The trip moved swiftly through Caribbean towns Sixaola, Puerto Viejo, Limón, and then inland through Siquirres and Guápiles before our next major obstacle. A trucker pulled off to the side of the road yelled ¡Ehtá cerrao! ("It's closed!") as we approached the ascent of one of the most notoriously dangerous sections of Costa Rican highway that passes through the mountains of Braulio Carrillo National Park north of San José. Due to heavy rains and low visibility on tight corners, this heavily trafficked pass is often a pileup waiting to happen. So it was this afternoon, yet we ventured forth anyway rising about half way up before we joined the creep-n-stop rhythm of the rest of the semis, cars, and buses. Over the course of the next two hours some dozen ambulances went up and down the mountain. We had heard there was an overturned semi but never found evidence of this if there was one. My panic reached an all time high when I realized that without cellphone reception in the mountains I was handcuffed regarding the plans I had made to reunite with my luggage at the airport. The initial plan made early in the morning was that my generous maleta hosts would would meet me at 7:30pm at the airport for the handoff. I was two hours deep into a traffic jam that could potentially delay my arrival for much, much later.
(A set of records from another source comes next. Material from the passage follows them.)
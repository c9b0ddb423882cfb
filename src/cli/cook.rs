//! Interactive cooking host.
//!
//! Wires a recipe file, the session runner, a notification backend and the
//! terminal together:
//! - stdin lines become [`SessionCommand`]s
//! - Ctrl-C aborts the session
//! - engine events are printed as they happen

use std::io::BufRead;
use std::path::Path;
use std::sync::Arc;

use anyhow::{Context, Result};
use tokio::sync::mpsc;
use tokio::time::Duration;

use crate::cli::commands::{CookArgs, NotifyMode};
use crate::cli::display::Display;
use crate::config::AppConfig;
use crate::notification::{
    dispatcher, initialize_with_fallback, ConsoleNotifier, NotificationCapability,
    NotificationChannel, SystemClock,
};
use crate::session::{
    IntervalTickSource, RunnerConfig, SessionCommand, SessionEvent, SessionOutcome, SessionRunner,
};
use crate::types::SessionSpec;

/// Reads and validates a recipe file.
///
/// # Errors
///
/// Returns an error if the file cannot be read or parsed, or if the recipe
/// breaks a step rule.
pub fn load_recipe(path: &Path) -> Result<SessionSpec> {
    let text = std::fs::read_to_string(path)
        .with_context(|| format!("Failed to read recipe: {:?}", path))?;
    let spec: SessionSpec = serde_json::from_str(&text)
        .with_context(|| format!("Failed to parse recipe: {:?}", path))?;
    spec.validate()
        .with_context(|| format!("Invalid recipe: {:?}", path))?;
    Ok(spec)
}

/// Maps one line of user input to a command.
///
/// An empty line toggles. Unknown input yields `None`.
pub fn parse_command(line: &str) -> Option<SessionCommand> {
    match line.trim().to_ascii_lowercase().as_str() {
        "" => Some(SessionCommand::Toggle),
        "s" | "r" | "start" | "resume" => Some(SessionCommand::Resume),
        "p" | "pause" => Some(SessionCommand::Pause),
        "n" | "next" | "skip" => Some(SessionCommand::Advance),
        "b" | "back" | "prev" => Some(SessionCommand::Retreat),
        "q" | "quit" | "abort" => Some(SessionCommand::Abort),
        _ => None,
    }
}

/// Runs an interactive cooking session and returns how it ended.
///
/// # Errors
///
/// Returns an error if the recipe cannot be loaded.
pub async fn cook(args: &CookArgs, config: &AppConfig) -> Result<SessionOutcome> {
    let spec = Arc::new(load_recipe(&args.recipe)?);
    let runner_config = RunnerConfig {
        auto_resume: args.auto_resume || config.runner.auto_resume,
        auto_advance: args.auto_advance || config.runner.auto_advance,
    };

    let mode = if config.notification.enabled {
        args.notify
    } else {
        NotifyMode::Off
    };

    match mode {
        NotifyMode::Off => {
            run_session(spec, None::<ConsoleNotifier>, runner_config, args, config).await
        }
        NotifyMode::Console => {
            let capability = initialize_with_fallback(ConsoleNotifier::new()).await;
            run_session(spec, capability, runner_config, args, config).await
        }
        #[cfg(target_os = "macos")]
        NotifyMode::System => {
            let capability =
                initialize_with_fallback(crate::notification::SystemNotifier::new()).await;
            run_session(spec, capability, runner_config, args, config).await
        }
        #[cfg(not(target_os = "macos"))]
        NotifyMode::System => {
            tracing::warn!("system notifications are only available on macOS; using the console");
            let capability = initialize_with_fallback(ConsoleNotifier::new()).await;
            run_session(spec, capability, runner_config, args, config).await
        }
    }
}

async fn run_session<C: NotificationCapability>(
    spec: Arc<SessionSpec>,
    capability: Option<C>,
    runner_config: RunnerConfig,
    args: &CookArgs,
    config: &AppConfig,
) -> Result<SessionOutcome> {
    let (sender, dispatcher) = dispatcher(capability);
    let dispatcher = dispatcher.with_call_timeout(config.notification.call_timeout());
    let channel = NotificationChannel::new(
        Arc::clone(&spec),
        sender,
        SystemClock,
        config.notification.clone(),
    );
    let ticks = IntervalTickSource::with_period(Duration::from_millis(args.tick_ms));

    let (observer_tx, observer_rx) = mpsc::unbounded_channel();
    let runner = SessionRunner::new(Arc::clone(&spec), ticks, channel, runner_config)?
        .with_observer(observer_tx);

    let (command_tx, command_rx) = mpsc::unbounded_channel();
    let fully_automatic = runner_config.auto_resume && runner_config.auto_advance;
    spawn_stdin_reader(command_tx.clone(), fully_automatic);
    spawn_ctrl_c_handler(command_tx);

    if !args.json {
        Display::show_controls();
    }

    let (outcome, (), ()) = tokio::join!(
        runner.run(command_rx),
        dispatcher.run(),
        print_events(Arc::clone(&spec), observer_rx, args.json),
    );
    Ok(outcome)
}

/// Reads commands from stdin on a dedicated thread.
///
/// On end of input the session is aborted unless it can finish on its own.
fn spawn_stdin_reader(commands: mpsc::UnboundedSender<SessionCommand>, fully_automatic: bool) {
    std::thread::spawn(move || {
        let stdin = std::io::stdin();
        for line in stdin.lock().lines() {
            let Ok(line) = line else {
                break;
            };
            match parse_command(&line) {
                Some(command) => {
                    if commands.send(command).is_err() {
                        return;
                    }
                }
                None => Display::show_error(&format!("unknown command: {}", line.trim())),
            }
        }

        if !fully_automatic {
            tracing::debug!("stdin closed; aborting session");
            let _ = commands.send(SessionCommand::Abort);
        }
    });
}

fn spawn_ctrl_c_handler(commands: mpsc::UnboundedSender<SessionCommand>) {
    tokio::spawn(async move {
        if tokio::signal::ctrl_c().await.is_ok() {
            tracing::info!("interrupted");
            let _ = commands.send(SessionCommand::Abort);
        }
    });
}

async fn print_events(
    spec: Arc<SessionSpec>,
    mut events: mpsc::UnboundedReceiver<SessionEvent>,
    quiet: bool,
) {
    while let Some(event) = events.recv().await {
        if !quiet {
            Display::show_event(&spec, &event);
        }
    }
}
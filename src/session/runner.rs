//! Host loop driving one cooking session.
//!
//! [`SessionRunner`] owns the engine, the notification channel and the tick
//! source. User commands and ticks are serialized through a single
//! `select!`, so the engine never sees concurrent calls. The tick source is
//! only polled while the countdown runs.

use std::sync::Arc;

use serde::{Deserialize, Serialize};
use tokio::sync::mpsc;

use crate::notification::{Clock, NotificationChannel};
use crate::types::{SessionSpec, SessionStatus, SessionSummary};

use super::engine::{SessionEngine, SessionEvent};
use super::error::SessionError;
use super::ticker::TickSource;

/// User command for a running session.
#[derive(Debug, Clone, Copy, PartialEq, Eq)]
pub enum SessionCommand {
    /// Start or resume the countdown
    Resume,
    /// Pause the countdown
    Pause,
    /// Pause if running, resume if paused, continue after an expired step
    Toggle,
    /// Skip to the next step
    Advance,
    /// Go back to the previous step
    Retreat,
    /// Abandon the session
    Abort,
}

/// Host policies applied on top of the engine.
#[derive(Debug, Clone, Copy, Default, PartialEq, Eq, Serialize, Deserialize)]
pub struct RunnerConfig {
    /// Start each step's countdown as soon as the step is entered.
    #[serde(default)]
    pub auto_resume: bool,
    /// Continue automatically when a step runs out.
    #[serde(default)]
    pub auto_advance: bool,
}

/// How a session ended.
#[derive(Debug, Clone, PartialEq, Eq)]
pub enum SessionOutcome {
    /// Every step was done
    Completed(SessionSummary),
    /// The session was abandoned
    Aborted(SessionSummary),
}

impl SessionOutcome {
    /// Returns the summary handed to the caller.
    pub fn summary(&self) -> &SessionSummary {
        match self {
            SessionOutcome::Completed(summary) | SessionOutcome::Aborted(summary) => summary,
        }
    }

    /// Returns true if the session completed.
    pub fn is_completed(&self) -> bool {
        matches!(self, SessionOutcome::Completed(_))
    }
}

/// Drives a started session until it completes or is aborted.
pub struct SessionRunner<T, K> {
    engine: SessionEngine,
    events: mpsc::UnboundedReceiver<SessionEvent>,
    ticks: T,
    channel: NotificationChannel<K>,
    observer: Option<mpsc::UnboundedSender<SessionEvent>>,
    config: RunnerConfig,
}

impl<T: TickSource, K: Clock> SessionRunner<T, K> {
    /// Starts a session on `spec`.
    ///
    /// # Errors
    ///
    /// Returns `InvalidSpec` if the recipe has no steps.
    pub fn new(
        spec: Arc<SessionSpec>,
        ticks: T,
        channel: NotificationChannel<K>,
        config: RunnerConfig,
    ) -> Result<Self, SessionError> {
        let (event_tx, events) = mpsc::unbounded_channel();
        let mut engine = SessionEngine::new(event_tx);
        engine.start(spec)?;

        Ok(Self {
            engine,
            events,
            ticks,
            channel,
            observer: None,
            config,
        })
    }

    /// Also forwards every engine event to `observer`.
    #[must_use]
    pub fn with_observer(mut self, observer: mpsc::UnboundedSender<SessionEvent>) -> Self {
        self.observer = Some(observer);
        self
    }

    /// Returns the engine.
    pub fn engine(&self) -> &SessionEngine {
        &self.engine
    }

    /// Runs until the session ends.
    ///
    /// Once `commands` is closed the session keeps going only while the
    /// countdown runs; a session that would wait for user input forever is
    /// aborted. An exhausted tick source also aborts.
    pub async fn run(
        mut self,
        mut commands: mpsc::UnboundedReceiver<SessionCommand>,
    ) -> SessionOutcome {
        let mut commands_open = true;
        self.process_events();

        loop {
            if let Some(outcome) = self.outcome() {
                return outcome;
            }

            let running = self.engine.is_running();
            tokio::select! {
                biased;

                command = commands.recv(), if commands_open => match command {
                    Some(command) => self.apply(command),
                    None => {
                        tracing::debug!("command stream closed");
                        commands_open = false;
                    }
                },
                alive = self.ticks.next_tick(), if running => {
                    if alive {
                        if let Err(e) = self.engine.tick() {
                            tracing::warn!(error = %e, "tick rejected");
                        }
                    } else {
                        tracing::warn!("tick source exhausted; aborting session");
                        self.abort();
                    }
                }
                else => {
                    tracing::info!("no more input while waiting; aborting session");
                    self.abort();
                }
            }

            self.process_events();
        }
    }

    fn apply(&mut self, command: SessionCommand) {
        tracing::debug!(?command, "session command");

        let result = match command {
            SessionCommand::Resume => self.engine.resume(),
            SessionCommand::Pause => self.engine.pause(),
            SessionCommand::Toggle => match self.engine.status() {
                SessionStatus::StepJustCompleted => self.engine.advance_step(),
                _ if self.engine.is_running() => self.engine.pause(),
                _ => self.engine.resume(),
            },
            SessionCommand::Advance => self.engine.advance_step(),
            SessionCommand::Retreat => self.engine.retreat_step(),
            SessionCommand::Abort => self.engine.abort(),
        };

        if let Err(e) = result {
            tracing::warn!(error = %e, "{}", e.suggestion());
        }
    }

    fn abort(&mut self) {
        if let Err(e) = self.engine.abort() {
            tracing::warn!(error = %e, "abort rejected");
        }
    }

    /// Forwards queued engine events and applies the host policies, which
    /// may queue more events.
    fn process_events(&mut self) {
        while let Ok(event) = self.events.try_recv() {
            self.channel.handle_event(&event);

            if let Some(observer) = &self.observer {
                if observer.send(event.clone()).is_err() {
                    tracing::debug!("session observer is gone");
                    self.observer = None;
                }
            }

            match event {
                SessionEvent::Resumed { .. } => self.ticks.reset(),
                SessionEvent::Started { .. } | SessionEvent::StepChanged { .. }
                    if self.config.auto_resume =>
                {
                    if let Err(e) = self.engine.resume() {
                        tracing::warn!(error = %e, "auto resume rejected");
                    }
                }
                SessionEvent::StepExpired { .. } if self.config.auto_advance => {
                    if let Err(e) = self.engine.advance_step() {
                        tracing::warn!(error = %e, "auto advance rejected");
                    }
                }
                _ => {}
            }
        }
    }

    fn outcome(&self) -> Option<SessionOutcome> {
        let summary = self.engine.summary()?;
        match self.engine.status() {
            SessionStatus::SessionComplete => Some(SessionOutcome::Completed(summary)),
            SessionStatus::Aborted => Some(SessionOutcome::Aborted(summary)),
            _ => None,
        }
    }
}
My travelling company, Sofi, made it easier to not fly into cursing rants about the former passengers of cars that began to populate the highway while they waited. She did well to stonewall my outrage at the growing claustrophobia of time.

All told, I arrived at the airport at 7:15pm. The descent to San José went much more quickly than I expected, and life returned to a manageable level of anxiety when my maleta bearers also brought gallo pinto and a thermos of coffee to send me off with one final, full Costa Rican meal. There were more hurdles on the way, like a 60 minute window in Denver to get to my next flight while also rechecking my bag and passing through customs and security again (they took my peanut butter! not a liquid!), but I now find myself among the comforts of home and no worse for the wear. Slowness has its advantages, but experiencing such a heavy dose of that reality in the 24 hours before I had to fly home made me miss the pace of life here (or at least the multiple lanes on highways).

I had a wonderful evening last night with my favorite friends in Omaha, Kim and Jeremy. I rode my bike to lunch with others today. High summer in Lincoln is upon me.